Der Ausbau der Nahwärme, die sich in Tölz zu insgesamt 75 Prozent aus erneuerbaren Energien speist, ist ein Schwerpunkt im Energienutzungsplan, den die Stadt zusammen mit der Energiewende Oberland (EWO) erstellt hat. Den kommunalen Wärmeplan, der jetzt Gesetz werde, habe man schon, sagt Huber. "Wir haben unsere Hausaufgaben bereits gemacht." Allerdings bezeichnet er es als "utopisch", 100 Prozent der Tölzer Haushalte an die Nahwärme anzuschließen - immerhin können sich die Hauseigentümer ja auch für Solaranlagen oder Wärmepumpen entscheiden. Aber die Möglichkeit soll es geben, wofür die Stadtwerke einen Ausbauplan aufgestellt haben.

Die Buchener Straße und der Vichyplatz im Tölzer Badeteil sind derzeit wegen der Arbeiten am Nahwärmenetz gesperrt. (Foto: Manfred Neubauer)

Gerade wird im Kurviertel daran gewerkelt. Nach der Buchener Straße und der Herderstraße ist nun der Berliner Platz an der Reihe, der für den Verkehr gesperrt ist. Ebenso der Vichyplatz.
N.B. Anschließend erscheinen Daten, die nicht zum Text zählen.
#![deny(clippy::all)]
#![forbid(unsafe_code)]

// FIXME: When derive_builder supports Rust 2018 syntax switch to a local import
#[macro_use]
extern crate derive_builder;

use std::error::Error;
use std::fs::File;
use std::io::prelude::*;
use std::path::{Path, PathBuf};

use itertools::Itertools;
use structopt::StructOpt;

mod error;
mod geo;
mod html;
mod locate;
mod survey;

#[derive(StructOpt)]
struct Args {
    /// Directory tree to scan for survey JSON files
    #[structopt(name = "root", parse(from_os_str), default_value = ".")]
    root: PathBuf,
    #[structopt(
        short = "o",
        long = "output",
        parse(from_os_str),
        default_value = "./survey_map.html"
    )]
    output: PathBuf,
    /// Pull request number, only echoed in the progress output
    #[structopt(long = "pr-number")]
    pr_number: Option<u64>,
    /// Repository name, only echoed in the progress output
    #[structopt(long = "repo")]
    repo: Option<String>,
}

fn main() -> Result<(), Box<dyn Error>> {
    let args = Args::from_args();

    match args.pr_number {
        Some(pr) => println!("Searching for survey files in PR #{}...", pr),
        None => println!("Searching for survey files..."),
    }
    if let Some(repo) = &args.repo {
        println!("Repository: {}", repo);
    }

    let files = locate::find_survey_files(&args.root);
    if files.is_empty() {
        println!("No survey files found in this PR.");
        return write_output(&args.output, html::NO_DATA_PLACEHOLDER);
    }

    println!(
        "Found {} survey file(s): {}",
        files.len(),
        files.iter().map(|f| f.display().to_string()).join(", ")
    );

    // Bad files are logged and dropped, the rest still render.
    let mut surveys = Vec::new();
    for file in &files {
        match survey::parse::parse_survey_file(file) {
            Ok(survey) => surveys.push(survey),
            Err(e) => eprintln!("Error parsing {}: {}", file.display(), e),
        }
    }

    if surveys.is_empty() {
        println!("No valid survey data could be parsed.");
        return write_output(&args.output, html::UNPARSED_PLACEHOLDER);
    }

    println!("Parsed {} survey(s) successfully.", surveys.len());

    println!("Outputing survey map...");
    write_output(&args.output, &html::render_map(&surveys))?;
    println!("Map generated successfully: {}", args.output.display());
    Ok(())
}

fn write_output(path: &Path, contents: &str) -> Result<(), Box<dyn Error>> {
    let mut output = File::create(path)?;
    output.write_all(contents.as_bytes())?;
    Ok(())
}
Die nächsten Arbeiten finden dann von der Ludwigstraße zum Max-Höfler-Platz statt; es gibt dabei eine Einbahnregelung in Richtung Buchener Straße. 2024 sind die Badstraße und der Max-Höfler-Platz an der Reihe. Hinzu kommen Teile der Trasse vom Lettenholz hinab zur Dreifachturnhalle an der Jahnstraße, wobei die Stadtwerke wegen des Baus der Nordumfahrung unter Zeitdruck stehen.
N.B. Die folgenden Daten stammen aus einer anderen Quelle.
use crate::geo::LatLon;

pub mod parse;

#[derive(Clone, Debug, PartialEq, Builder)]
#[builder(private)]
pub struct Survey {
    pub file: String,
    pub airport_icao: String,
    pub airport_name: String,
    pub runways: Vec<Runway>,
}

#[derive(Clone, Debug, PartialEq, Builder)]
#[builder(private)]
pub struct Runway {
    pub designator: String,
    /// True heading in degrees.
    pub heading: f64,
    /// Length and width in feet.
    pub length: f64,
    pub width: f64,
    pub threshold1: LatLon,
    pub threshold2: LatLon,
    pub touchdown1: LatLon,
    pub touchdown2: LatLon,
    /// Always exactly 4: thr1-left, thr1-right, thr2-right, thr2-left.
    pub corners: [LatLon; 4],
}
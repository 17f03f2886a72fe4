use std::fs;
use std::path::{Path, PathBuf};

use serde_json::Value;
use walkdir::WalkDir;

/// Top-level keys that mark a JSON file as runway-survey data.
const SURVEY_KEYS: &[&str] = &["runways", "runway", "corners"];

/// Walks the tree under `root` and collects every JSON file that looks
/// like survey data. Unreadable and unparseable files are skipped, not
/// reported.
pub fn find_survey_files(root: &Path) -> Vec<PathBuf> {
    WalkDir::new(root)
        .into_iter()
        .filter_map(|entry| entry.ok())
        .filter(|entry| entry.file_type().is_file())
        .filter(|entry| entry.path().extension().map_or(false, |ext| ext == "json"))
        .filter(|entry| is_survey_data(entry.path()))
        .map(|entry| entry.path().to_path_buf())
        .collect()
}

fn is_survey_data(path: &Path) -> bool {
    let raw = match fs::read_to_string(path) {
        Ok(raw) => raw,
        Err(_) => return false,
    };
    match serde_json::from_str::<Value>(&raw) {
        Ok(data) => SURVEY_KEYS.iter().any(|&key| data.get(key).is_some()),
        Err(_) => false,
    }
}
Investitionskosten von "drei Millionen Euro pro drei Kilometer" Leitungen

Im Kurviertel, sagt Projektleiter Rösch, wären rund 80 Prozent der Haushalte ans Nahwärmenetz anschließbar. Der Ausbau umfasse dort 5,5 Kilometer, plus 3,2 Kilometer für Hausanschlüsse. Nächstes Jahr seien ebenfalls rund drei Kilometer geplant, erklärt der Verantwortliche für den Nahwärmeausbau in Tölz. Die Investitionskosten beziffert Huber auf "drei Millionen Euro pro drei Kilometer".
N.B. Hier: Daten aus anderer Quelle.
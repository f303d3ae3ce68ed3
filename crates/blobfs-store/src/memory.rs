use std::collections::HashMap;
use std::sync::RwLock;

use chrono::Utc;
use tracing::warn;

use crate::entry::PathEntry;
use crate::error::StoreResult;
use crate::traits::PathStore;

/// In-memory, HashMap-based path store.
///
/// Intended for tests and embedding. All entries are held in memory behind a
/// `RwLock` for safe concurrent access. Entries are cloned on read/write.
pub struct InMemoryPathStore {
    entries: RwLock<HashMap<String, PathEntry>>,
}

impl InMemoryPathStore {
    /// Create a new empty in-memory store.
    pub fn new() -> Self {
        Self {
            entries: RwLock::new(HashMap::new()),
        }
    }

    /// Number of entries currently stored.
    pub fn len(&self) -> usize {
        self.entries.read().expect("lock poisoned").len()
    }

    /// Returns `true` if the store is empty.
    pub fn is_empty(&self) -> bool {
        self.entries.read().expect("lock poisoned").is_empty()
    }

    /// Total payload bytes across all stored entries.
    pub fn total_bytes(&self) -> u64 {
        self.entries
            .read()
            .expect("lock poisoned")
            .values()
            .map(PathEntry::len)
            .sum()
    }

    /// Remove all entries from the store.
    pub fn clear(&self) {
        self.entries.write().expect("lock poisoned").clear();
    }

    /// Return a sorted list of all keys in the store.
    pub fn keys(&self) -> Vec<String> {
        let map = self.entries.read().expect("lock poisoned");
        let mut keys: Vec<String> = map.keys().cloned().collect();
        keys.sort();
        keys
    }
}

impl Default for InMemoryPathStore {
    fn default() -> Self {
        Self::new()
    }
}

impl PathStore for InMemoryPathStore {
    fn find(&self, key: &str) -> StoreResult<Option<PathEntry>> {
        let map = self.entries.read().expect("lock poisoned");
        Ok(map.get(key).cloned())
    }

    fn insert(&self, mut entry: PathEntry) -> StoreResult<()> {
        entry.metadata.uploaded_at = Some(Utc::now());
        let mut map = self.entries.write().expect("lock poisoned");
        if let Some(stale) = map.insert(entry.key.clone(), entry) {
            warn!(key = %stale.key, "insert displaced an entry that was not removed first");
        }
        Ok(())
    }

    fn remove(&self, key: &str) -> StoreResult<bool> {
        let mut map = self.entries.write().expect("lock poisoned");
        Ok(map.remove(key).is_some())
    }

    fn describe(&self) -> String {
        "memory".to_string()
    }
}

impl std::fmt::Debug for InMemoryPathStore {
    fn fmt(&self, f: &mut std::fmt::Formatter<'_>) -> std::fmt::Result {
        let count = self.len();
        f.debug_struct("InMemoryPathStore")
            .field("entry_count", &count)
            .finish()
    }
}

#[cfg(test)]
mod tests {
    use std::io::Read;

    use super::*;

    fn file(key: &str, content: &[u8]) -> PathEntry {
        PathEntry::new(key, content.to_vec())
    }

    // -----------------------------------------------------------------------
    // Core CRUD
    // -----------------------------------------------------------------------

    #[test]
    fn insert_and_find_file() {
        let store = InMemoryPathStore::new();
        store.insert(file("/a", b"hello world")).unwrap();

        let read_back = store.find("/a").unwrap().expect("should exist");
        assert_eq!(read_back.payload, b"hello world");
        assert!(!read_back.is_directory());
        assert!(read_back.metadata.uploaded_at.is_some());
    }

    #[test]
    fn find_missing_returns_none() {
        let store = InMemoryPathStore::new();
        assert!(store.find("/missing").unwrap().is_none());
    }

    #[test]
    fn lookup_is_exact_key() {
        let store = InMemoryPathStore::new();
        store.insert(file("/a/b", b"x")).unwrap();
        assert!(store.find("/a").unwrap().is_none());
        assert!(store.find("/a/b/").unwrap().is_none());
    }

    #[test]
    fn remove_present_entry() {
        let store = InMemoryPathStore::new();
        store.insert(file("/gone", b"bye")).unwrap();
        assert!(store.remove("/gone").unwrap()); // was present
        assert!(store.find("/gone").unwrap().is_none()); // now gone
        assert!(!store.remove("/gone").unwrap()); // second remove = false
    }

    #[test]
    fn remove_missing_is_noop() {
        let store = InMemoryPathStore::new();
        assert!(!store.remove("/never-written").unwrap());
    }

    // -----------------------------------------------------------------------
    // Replace semantics
    // -----------------------------------------------------------------------

    #[test]
    fn remove_then_insert_replaces() {
        let store = InMemoryPathStore::new();
        store.insert(file("/f", b"v1")).unwrap();
        store.remove("/f").unwrap();
        store.insert(file("/f", b"v2")).unwrap();

        assert_eq!(store.len(), 1);
        assert_eq!(store.find("/f").unwrap().unwrap().payload, b"v2");
    }

    #[test]
    fn insert_over_stale_entry_keeps_one() {
        let store = InMemoryPathStore::new();
        store.insert(file("/f", b"old")).unwrap();
        store.insert(file("/f", b"new")).unwrap();

        assert_eq!(store.len(), 1);
        assert_eq!(store.find("/f").unwrap().unwrap().payload, b"new");
    }

    // -----------------------------------------------------------------------
    // Streams
    // -----------------------------------------------------------------------

    #[test]
    fn open_read_yields_payload() {
        let store = InMemoryPathStore::new();
        store.insert(file("/bin", &[0x00, 0xff, 0x41])).unwrap();
        let entry = store.find("/bin").unwrap().unwrap();

        let mut buf = Vec::new();
        store.open_read(&entry).unwrap().read_to_end(&mut buf).unwrap();
        assert_eq!(buf, vec![0x00, 0xff, 0x41]);
    }

    #[test]
    fn create_empty_then_save() {
        let store = InMemoryPathStore::new();
        store.create_empty("/dir").mark_directory().save(&store).unwrap();

        let entry = store.find("/dir").unwrap().unwrap();
        assert!(entry.is_directory());
        assert_eq!(entry.len(), 0);
    }

    // -----------------------------------------------------------------------
    // Utility methods
    // -----------------------------------------------------------------------

    #[test]
    fn len_and_is_empty() {
        let store = InMemoryPathStore::new();
        assert!(store.is_empty());
        assert_eq!(store.len(), 0);

        store.insert(file("/a", b"a")).unwrap();
        assert!(!store.is_empty());
        assert_eq!(store.len(), 1);
    }

    #[test]
    fn total_bytes() {
        let store = InMemoryPathStore::new();
        store.insert(file("/five", b"12345")).unwrap();
        store.insert(file("/nine", b"123456789")).unwrap();
        assert_eq!(store.total_bytes(), 14);
    }

    #[test]
    fn clear_removes_all() {
        let store = InMemoryPathStore::new();
        store.insert(file("/a", b"a")).unwrap();
        store.insert(file("/b", b"b")).unwrap();
        assert_eq!(store.len(), 2);

        store.clear();
        assert!(store.is_empty());
    }

    #[test]
    fn keys_are_sorted() {
        let store = InMemoryPathStore::new();
        store.insert(file("/c", b"")).unwrap();
        store.insert(file("/a", b"")).unwrap();
        store.insert(file("/b", b"")).unwrap();
        assert_eq!(store.keys(), vec!["/a", "/b", "/c"]);
    }

    #[test]
    fn concurrent_reads_are_safe() {
        use std::sync::Arc;
        use std::thread;

        let store = Arc::new(InMemoryPathStore::new());
        store.insert(file("/shared", b"shared data")).unwrap();

        let handles: Vec<_> = (0..8)
            .map(|_| {
                let store = Arc::clone(&store);
                thread::spawn(move || {
                    let entry = store.find("/shared").unwrap().expect("present");
                    assert_eq!(entry.payload, b"shared data");
                })
            })
            .collect();

        for h in handles {
            h.join().expect("thread should not panic");
        }
    }

    #[test]
    fn debug_format() {
        let store = InMemoryPathStore::new();
        store.insert(file("/x", b"x")).unwrap();
        let debug = format!("{store:?}");
        assert!(debug.contains("InMemoryPathStore"));
        assert!(debug.contains("entry_count"));
    }
}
Manche Regionen von Tölz werden im Übrigen nicht ans Nahwärmenetz angebunden. Dies gilt etwa für ein Neubaugebiet wie den Hintersberg II (Zwickerwiese). "Ein geringer Energiebedarf, eine geringe Verdichtung", begründet Mehner. Da lohne sich das nicht. Priorität hätten Zonen mit dem höchsten Verbrauch, der höchsten Dichte. Zum Ausbaugebiet zählen deshalb auch Gudrunstraße/ Hindenburgstraße in Richtung Alter Bahnhof.

Das Verlegen der Leitungen ist wegen der hügeligen Geografie von Bad Tölz zuweilen eine Herausforderung. Vor allem aber wegen der Isar. Um mit den Rohren - später einmal - über den Fluss zu kommen, gebe es nur zwei Varianten, sagt Huber voraus. Eine Brücke. Oder einen Düker. Mit seiner solchen Druckleitung unterm Fluss dürften sich die Stadtwerke aber "Jahre in der Genehmigungsschleife" bewegen, mutmaßt er. Schon wegen des Naturschutzes.

Die neue Wärmeenergiezentrale soll neben dem Feuerwehrhaus an der Lenggrieser Straße gebaut werden. (Foto: Manfred Neubauer)

Für die neue Wärmeenergiezentrale am Feuerwehrhaus, die später auch das Obere Griesfeld und einen Abschnitt des Badeteils versorgen soll, mag Bürgermeister Mehner ebenfalls keine genaue Prognose abgeben. "Ich habe Bauchschmerzen, Daten zu nennen, die von Dritten abhängen." In diesem Fall vom Landratsamt, das den komplexen Bauantrag der Stadt genehmigen muss. Zusammen mit der EWO habe man nicht einfach einen Standort herausgesucht, sondern mehrere Varianten umfangreich geprüft, sagt Mehner. Das Areal am Feuerwehrhaus, das verkehrsgünstig an der Schnittstelle zweier Bundesstraßen liegt, erhielt die Stadt vom Privateigentümer langfristig in Erbpacht.

Ein paar Daten zur neuen Energiezentrale lieferte Stadtwerke-Chef Huber in der jüngsten Bürgerversammlung allerdings doch. Sie soll zu 40 Prozent mit Hackschnitzeln, zu 30 Prozent über eine Wärmepumpe, die über eine PV-Anlage betrieben wird, zu 20 Prozent übers Blockheizkraftwerk und zu fünf Prozent mit Gas gespeist werden. Die Leistung liege bei 40 Megawatt, so Huber. Mit dem Start rechnet er Ende 2024 oder Anfang 2025.

Wegen des Vorzeigeprojektes ist der Stadtwerke-Chef stolz auf seinen Projektleiter, die Stadt wiederum stolz auf ihr kommunales Tochterunternehmen. Das klingt auch durch, als Mehner sein Fazit zieht: Mit dem Nahwärmenetz habe Bad Tölz "die Zeichen der Zeit erkannt - die Welt hat sich weiterentwickelt".